Fortunately the cautious shopper can still purchase a new ride but sans a lot of the good stuff.

And so it is with the all-new 2017 Hyundai Elantra because it can be loaded up with a wide array of automotive advancements while at the same time offering a reasonably equipped base version at an affordable price. In its base SE form it goes out the door for $17,985 including destination charge with the same 2.0-liter 4-cylinder engine found in the top-level trim, but with a six-speed manual transmission.

The SE provides you with 15-inch wheels, air conditioning, full power accessories, tilt-and-telescoping steering wheel, a six-speaker sound system with satellite radio and CD player, keyless entry; and fuel economy measured at 26 mpg city, 36 highway and 29 overall.

But if you want to take the new Elantra to its Limited trim level extreme with all the good stuff you will have to fork over nearly 28 grand. Base price on the Limited is $23,185, which brings a comprehensive array of features, but to take full advantage of Hyundai's generosity in moving most of its advanced features down to the compact segment buyer, you will have to pay $2,500 for the Tech Package and $1,500 for the Ultimate Package.

Upscale standard features on the Limited include push-button ignition, dual-zone climate control, three-stage heated front seats, rearview camera, plenty of safety equipment and hands free trunk access. And if you can afford it, (and we do recommend the options) here's what you get in the Tech Package — Navigation with eight-inch touchscreen, Infinity premium audio with eight speakers, Clari-fi music restoration technology, 4.2-inch TFT instrument cluster display, power sunroof, heated rear seats, and auto dimming rearview mirror. The Ultimate Package includes high-intensity discharge headlights with dynamic bending light, automatic emergency braking with pedestrian detection, smart cruise control, lane keep assist, and an integrated memory system for the driver's seat and outside mirrors.

Hyundai has pushed the new Elantra into a more mature styling posture for 2017 featuring crisp lines and near-perfect proportions; more conservative and refined. And the hexagonal grille that defines most of Hyundai's new products fits well.

The attractive styling touches are carried over to the interior as well with an upscale look highlighted by quality materials. At the same time we found the Elantra very user friendly with actual dials and buttons for the audio and climate system. Imagine if you will a 2017 sedan with actual tuning and volume knobs? How last decade — and how convenient!

We found the power front seats supportive, and there is near-mid-sized sedan room for rear-seat passengers. The trunk has a very useable 14.4 cubic feet of space and the rear seats fold down for cargo hauling.

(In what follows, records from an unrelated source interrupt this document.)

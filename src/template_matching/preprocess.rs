//! Derived single-channel representations used by the preprocessing fallback

use super::types::Representation;
use image::{GrayImage, RgbImage};
use imageproc::{contrast::equalize_histogram, edges::canny, filter::gaussian_blur_f32};

/// Sigma equivalent to a 3x3 Gaussian kernel
const BLUR_SIGMA: f32 = 0.8;
const CANNY_LOW: f32 = 50.0;
const CANNY_HIGH: f32 = 150.0;

/// The four representations of one image. Each builds on the previous one:
/// grayscale, blurred grayscale, equalized blur, edges of the equalized blur.
pub struct Preprocessed {
    pub grayscale: GrayImage,
    pub blurred: GrayImage,
    pub equalized: GrayImage,
    pub edges: GrayImage,
}

impl Preprocessed {
    pub fn new(image: &RgbImage) -> Self {
        let grayscale = image::imageops::grayscale(image);
        let blurred = gaussian_blur_f32(&grayscale, BLUR_SIGMA);
        let equalized = equalize_histogram(&blurred);
        let edges = canny(&equalized, CANNY_LOW, CANNY_HIGH);
        Self {
            grayscale,
            blurred,
            equalized,
            edges,
        }
    }

    pub fn get(&self, representation: Representation) -> &GrayImage {
        match representation {
            Representation::Grayscale => &self.grayscale,
            Representation::Blurred => &self.blurred,
            Representation::Equalized => &self.equalized,
            Representation::Edges => &self.edges,
        }
    }
}
use crate::config::ConfigError;
use crate::device::{CaptureError, InputError};
use crate::templates::TemplateError;
use std::path::PathBuf;
use thiserror::Error;

/// A specialized `Result` type for automation runs.
pub type AutomationResult<T> = Result<T, AutomationError>;

/// Failures that abort a whole run.
#[derive(Debug, Error)]
pub enum AutomationError {
    #[error(
        "Missing required templates: {}. Add these PNG files to {dir:?} and run again.",
        names.iter().map(|n| format!("{n}.png")).collect::<Vec<_>>().join(", ")
    )]
    MissingTemplates { names: Vec<String>, dir: PathBuf },

    #[error("Configuration error: {source}")]
    Config {
        #[from]
        source: ConfigError,
    },

    #[error("Failed to load templates: {source}")]
    Template {
        #[from]
        source: TemplateError,
    },

    #[error("Capture failed during a required stage: {source}")]
    Capture {
        #[from]
        source: CaptureError,
    },

    #[error("Input failed during a required stage: {source}")]
    Input {
        #[from]
        source: InputError,
    },

    #[error("Stage '{stage}' failed: {reason}")]
    StageFailed { stage: &'static str, reason: String },

    #[error("Parent node state is unknown and the open fallback is disabled")]
    UnknownParentState,
}
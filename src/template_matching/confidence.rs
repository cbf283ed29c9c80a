//! Per-class threshold correction

use crate::templates::SemanticClass;

/// Lowest threshold any template is matched at
pub const MIN_THRESHOLD: f32 = 0.5;
/// Highest threshold any template is matched at
pub const MAX_THRESHOLD: f32 = 0.95;
/// Amount the relaxation retry lowers the threshold by
pub const RELAXATION_STEP: f32 = 0.2;
/// Thresholds at or below this are never relaxed
pub const RELAXATION_FLOOR: f32 = 0.6;

/// Threshold correction for a semantic class. Small icons and menu entries render
/// with more variation than tree rows and buttons.
pub fn class_adjustment(class: SemanticClass) -> f32 {
    match class {
        SemanticClass::Icon => -0.10,
        SemanticClass::MenuItem | SemanticClass::ChildNode => -0.05,
        SemanticClass::TreeNode | SemanticClass::Button | SemanticClass::Element => 0.0,
    }
}

/// Effective threshold: base plus the class correction when adaptive, always clamped.
pub fn effective_threshold(base: f32, class: SemanticClass, adaptive: bool) -> f32 {
    let adjusted = if adaptive {
        base + class_adjustment(class)
    } else {
        base
    };
    let clamped = adjusted.clamp(MIN_THRESHOLD, MAX_THRESHOLD);
    if (clamped - base).abs() > f32::EPSILON {
        log::debug!(
            "🎚️ Threshold for {:?}: {:.3} -> {:.3}",
            class,
            base,
            clamped
        );
    }
    clamped
}

/// Threshold for the relaxation retry, if the threshold is high enough to relax
pub fn relaxed_threshold(threshold: f32) -> Option<f32> {
    (threshold > RELAXATION_FLOOR).then(|| (threshold - RELAXATION_STEP).max(MIN_THRESHOLD))
}
#[test]
fn test_pagination_scrolls_every_stride() {
    let context = AutomationContext::new(
        AutomationConfig {
            direct_children: 2,
            max_children: Some(6),
            ..config()
        },
        full_store(),
    );
    let frame = screen(300, Some((OPEN, 40)), &[]);

    let (report, input) = run(
        &context,
        ReplayCapture::from_frames(vec![frame]),
        RecordingDispatcher::new(),
        300,
    );

    // i=2 and i=5 scroll first; paginated rows are (i % 3) + 9
    assert_eq!(child_ys(&input, 48), vec![68, 88, 268, 228, 248, 268]);
    let scrolls = input.scrolls();
    assert_eq!(scrolls.len(), 2);
    assert!(scrolls.iter().all(|(d, _)| *d == ScrollDirection::Down));
    assert_eq!(report.success_count, 6);

    // The first scroll comes right before the third child's click
    let actions = input.actions();
    let scroll_at = actions
        .iter()
        .position(|a| matches!(a, RecordedAction::Scroll(..)))
        .unwrap();
    assert_eq!(actions[scroll_at + 1], RecordedAction::Click(Position::new(12, 268)));
}

#[test]
fn test_failed_scroll_switches_to_incrementing_offsets() {
    let context = AutomationContext::new(
        AutomationConfig {
            direct_children: 2,
            max_children: Some(6),
            ..config()
        },
        full_store(),
    );
    let frame = screen(300, Some((OPEN, 40)), &[]);

    let (report, input) = run(
        &context,
        ReplayCapture::from_frames(vec![frame]),
        RecordingDispatcher::new().with_scroll_default(false),
        300,
    );

    assert_eq!(child_ys(&input, 48), vec![68, 88, 108, 128, 148, 168]);
    assert_eq!(input.scrolls().len(), 1, "Scrolling is never retried");
    assert_eq!(report.success_count, 6);
}

// ============================================================================
// Failure budget
// ============================================================================

#[test]
fn test_budget_exhaustion_without_success() {
    // grid_draw is loaded but never on screen, so every chain fails
    let context = AutomationContext::new(config(), full_store());
    let frame = scene(
        WIDTH,
        130,
        &[
            (&glyph(FILTER), 4, 4),
            (&glyph(MENU), 60, 4),
            (&glyph(EDIT), 150, 4),
            (&glyph(OPEN), 4, 40),
        ],
    );

    let (report, input) = run(
        &context,
        ReplayCapture::from_frames(vec![frame]),
        RecordingDispatcher::new(),
        130,
    );

    assert_eq!(report.final_state, TraversalState::Done);
    assert_eq!(report.children_visited, 1);
    assert_eq!(report.failure_count, 1);
    assert!(!report.success);
    assert_eq!(child_ys(&input, 48), vec![68]);
}

#[test]
fn test_success_resets_consecutive_failures() {
    let context = AutomationContext::new(
        AutomationConfig {
            failure_budget_full_walk: 2,
            ..config()
        },
        full_store(),
    );
    let frame = screen(130, Some((OPEN, 40)), &[]);

    // Clicks: 0 filter, 1 menu, 2 child 0, 3 edit, 4 draw, 5 child 1
    let (report, _) = run(
        &context,
        ReplayCapture::from_frames(vec![frame]),
        RecordingDispatcher::new().fail_click(5),
        130,
    );

    // Child 1 fails alone; children 4 and 5 fall outside the window and end the walk
    assert_eq!(report.success_count, 3);
    assert_eq!(report.failure_count, 3);
    assert_eq!(report.children_visited, 6);
    assert!(report.success);
}

#[test]
fn test_capture_failure_in_chain_counts_once() {
    let context = AutomationContext::new(config(), full_store());
    let frame = screen(130, Some((OPEN, 40)), &[]);

    // Captures: 0 filter, 1 menu, 2 parent, 3 first chain step
    let (report, _) = run(
        &context,
        ReplayCapture::from_frames(vec![frame]).fail_on_call(3),
        RecordingDispatcher::new(),
        130,
    );

    assert_eq!(report.final_state, TraversalState::Done);
    assert_eq!(report.failure_count, 1);
    assert_eq!(report.children_visited, 1);
    assert!(!report.success);
}
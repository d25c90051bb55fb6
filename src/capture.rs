//! Shot capture state machine.
//!
//! A shot is built from a floor tap, a goal tap and a handful of modifier
//! toggles before the outcome commits it to the [`EventLog`]. All in-progress
//! data lives in the phase that needs it, so leaving a phase drops it.
//!
//! ```text
//! AwaitingOrigin --origin--> AwaitingPlacement --placement--> AwaitingDetails
//!       ^                          |                               |
//!       +---------cancel-----------+--------cancel / outcome-------+
//! ```

use chrono::Utc;
use log::debug;
use serde::Serialize;
use std::{fmt, str::FromStr};
use thiserror::Error;
use uuid::Uuid;

use crate::clock::{self, ClockUnit, GameClock};
use crate::event_log::EventLog;
use crate::geometry::{FloorPoint, GoalPoint};
use crate::shot::{GameSituation, ShotEvent, ShotId, ShotOutcome};

#[derive(Debug, Clone, Copy, PartialEq, Eq, Serialize)]
pub enum CaptureState {
    AwaitingOrigin,
    AwaitingPlacement,
    AwaitingDetails,
}

impl fmt::Display for CaptureState {
    fn fmt(&self, f: &mut fmt::Formatter<'_>) -> fmt::Result {
        fmt::Debug::fmt(self, f)
    }
}

#[derive(Debug, Clone, Copy, PartialEq, Eq)]
pub enum Modifier {
    PenaltyKill,
    Rebound,
    Controlled,
}

impl FromStr for Modifier {
    type Err = String;

    fn from_str(s: &str) -> Result<Self, Self::Err> {
        match s.to_ascii_lowercase().as_str() {
            "pk" | "penalty_kill" => Ok(Self::PenaltyKill),
            "rebound" => Ok(Self::Rebound),
            "controlled" => Ok(Self::Controlled),
            other => Err(format!("unknown modifier: {other}")),
        }
    }
}

#[derive(Debug, Clone, Copy, Default, PartialEq, Eq, Serialize)]
pub struct Modifiers {
    pub penalty_kill: bool,
    pub rebound: bool,
    pub controlled: bool,
}

impl Modifiers {
    pub fn toggle(&mut self, m: Modifier) {
        let flag = match m {
            Modifier::PenaltyKill => &mut self.penalty_kill,
            Modifier::Rebound => &mut self.rebound,
            Modifier::Controlled => &mut self.controlled,
        };
        *flag = !*flag;
    }
}

#[derive(Debug, Clone, Copy, PartialEq)]
pub enum CaptureInput {
    Origin(FloorPoint),
    Placement(GoalPoint),
    Toggle(Modifier),
    AdjustClock(ClockUnit, i32),
    Outcome(ShotOutcome),
    Cancel,
}

impl CaptureInput {
    fn name(&self) -> &'static str {
        match self {
            Self::Origin(_) => "origin",
            Self::Placement(_) => "placement",
            Self::Toggle(_) => "toggle",
            Self::AdjustClock(..) => "clock",
            Self::Outcome(_) => "outcome",
            Self::Cancel => "cancel",
        }
    }
}

#[derive(Debug, Error, PartialEq, Eq)]
pub enum CaptureError {
    #[error("'{input}' is not accepted while {state}")]
    InvalidTransition {
        state: CaptureState,
        input: &'static str,
    },
    #[error("{0} cannot be recorded by capture")]
    UnsupportedOutcome(ShotOutcome),
}

/// Result of one accepted input.
#[derive(Debug, Clone, Copy, PartialEq, Eq)]
pub enum Step {
    /// Moved to a new state.
    Advanced(CaptureState),
    /// Pending data changed, state did not.
    Updated,
    Committed(ShotId),
    Cancelled,
}

#[derive(Debug, Clone, Copy, PartialEq)]
enum Phase {
    AwaitingOrigin,
    AwaitingPlacement {
        origin: FloorPoint,
    },
    AwaitingDetails {
        origin: FloorPoint,
        placement: GoalPoint,
        shot_time: GameClock,
        modifiers: Modifiers,
    },
}

/// Everything the capture flow needs between inputs: the in-progress shot,
/// the running game clock and the current period.
#[derive(Debug, Clone, PartialEq)]
pub struct CaptureContext {
    phase: Phase,
    clock: GameClock,
    period: u32,
}

/// Read-only view of a shot under construction.
#[derive(Debug, Clone, Copy, PartialEq, Serialize)]
pub struct PendingShot {
    pub origin: Option<FloorPoint>,
    pub placement: Option<GoalPoint>,
    pub time_remaining: Option<GameClock>,
    pub modifiers: Modifiers,
}

impl CaptureContext {
    pub fn new(clock: GameClock) -> Self {
        Self {
            phase: Phase::AwaitingOrigin,
            clock,
            period: 1,
        }
    }

    pub fn state(&self) -> CaptureState {
        match self.phase {
            Phase::AwaitingOrigin => CaptureState::AwaitingOrigin,
            Phase::AwaitingPlacement { .. } => CaptureState::AwaitingPlacement,
            Phase::AwaitingDetails { .. } => CaptureState::AwaitingDetails,
        }
    }

    pub fn clock(&self) -> GameClock {
        self.clock
    }

    pub fn period(&self) -> u32 {
        self.period
    }

    /// Period is shared across shots and may change in any state.
    pub fn adjust_period(&mut self, delta: i32, max_period: u32) -> u32 {
        self.period = clock::step_period(self.period, delta, max_period);
        self.period
    }

    pub fn pending(&self) -> PendingShot {
        match self.phase {
            Phase::AwaitingOrigin => PendingShot {
                origin: None,
                placement: None,
                time_remaining: None,
                modifiers: Modifiers::default(),
            },
            Phase::AwaitingPlacement { origin } => PendingShot {
                origin: Some(origin),
                placement: None,
                time_remaining: None,
                modifiers: Modifiers::default(),
            },
            Phase::AwaitingDetails {
                origin,
                placement,
                shot_time,
                modifiers,
            } => PendingShot {
                origin: Some(origin),
                placement: Some(placement),
                time_remaining: Some(shot_time),
                modifiers,
            },
        }
    }

    /// Feed one input. Rejected inputs leave the context untouched.
    pub fn apply(&mut self, input: CaptureInput, log: &mut EventLog) -> Result<Step, CaptureError> {
        let invalid = CaptureError::InvalidTransition {
            state: self.state(),
            input: input.name(),
        };

        match (&mut self.phase, input) {
            (Phase::AwaitingOrigin, CaptureInput::Origin(origin)) => {
                self.phase = Phase::AwaitingPlacement { origin };
                Ok(Step::Advanced(CaptureState::AwaitingPlacement))
            }
            (Phase::AwaitingPlacement { origin }, CaptureInput::Placement(placement)) => {
                self.phase = Phase::AwaitingDetails {
                    origin: *origin,
                    placement,
                    shot_time: self.clock,
                    modifiers: Modifiers::default(),
                };
                Ok(Step::Advanced(CaptureState::AwaitingDetails))
            }
            (Phase::AwaitingDetails { placement, .. }, CaptureInput::Placement(refined)) => {
                *placement = refined;
                Ok(Step::Updated)
            }
            (Phase::AwaitingDetails { modifiers, .. }, CaptureInput::Toggle(m)) => {
                modifiers.toggle(m);
                Ok(Step::Updated)
            }
            (Phase::AwaitingDetails { shot_time, .. }, CaptureInput::AdjustClock(unit, delta)) => {
                shot_time.adjust(unit, delta);
                Ok(Step::Updated)
            }
            (Phase::AwaitingDetails { .. }, CaptureInput::Outcome(outcome)) => {
                self.commit(outcome, log).map(Step::Committed)
            }
            (
                Phase::AwaitingPlacement { .. } | Phase::AwaitingDetails { .. },
                CaptureInput::Cancel,
            ) => {
                self.phase = Phase::AwaitingOrigin;
                Ok(Step::Cancelled)
            }
            _ => Err(invalid),
        }
    }

    fn commit(&mut self, outcome: ShotOutcome, log: &mut EventLog) -> Result<ShotId, CaptureError> {
        if outcome == ShotOutcome::Miss {
            return Err(CaptureError::UnsupportedOutcome(outcome));
        }
        let Phase::AwaitingDetails {
            origin,
            placement,
            shot_time,
            modifiers,
        } = self.phase
        else {
            return Err(CaptureError::InvalidTransition {
                state: self.state(),
                input: "outcome",
            });
        };

        let now = Utc::now();
        let timestamp = log.last().map_or(now, |prev| prev.timestamp.max(now));
        let event = ShotEvent {
            id: Uuid::new_v4(),
            origin,
            placement: Some(placement),
            outcome,
            situation: GameSituation::from_penalty_kill(modifiers.penalty_kill),
            is_rebound: modifiers.rebound,
            is_controlled: modifiers.controlled,
            period: self.period,
            time_remaining: shot_time,
            timestamp,
        };
        let id = event.id;
        debug!(
            "commit {outcome} p{} {shot_time} ({} shots)",
            self.period,
            log.size() + 1
        );
        log.append(event);

        // next shot starts from the clock value just recorded
        self.clock = shot_time;
        self.phase = Phase::AwaitingOrigin;
        Ok(id)
    }
}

The weak point in this well-done car is its standard 2.0-liter engine, which makes a just-adequate 147 horsepower and 132 pound-feet of torque delivered through a six-speed automatic. Elantra’s okay performance, 0-to-60 has been measured at 8.9 seconds — slow for the segment — with a quarter mile time of 16.7 seconds at 85 mph. Gas mileage is also on the average side measured at 28 mpg city, 37 highway and 32 overall with the automatic transmission. The Elantra does have some bragging rights — it stops from 60 mph in a very short 117 feet. That's hard to beat in the compact class.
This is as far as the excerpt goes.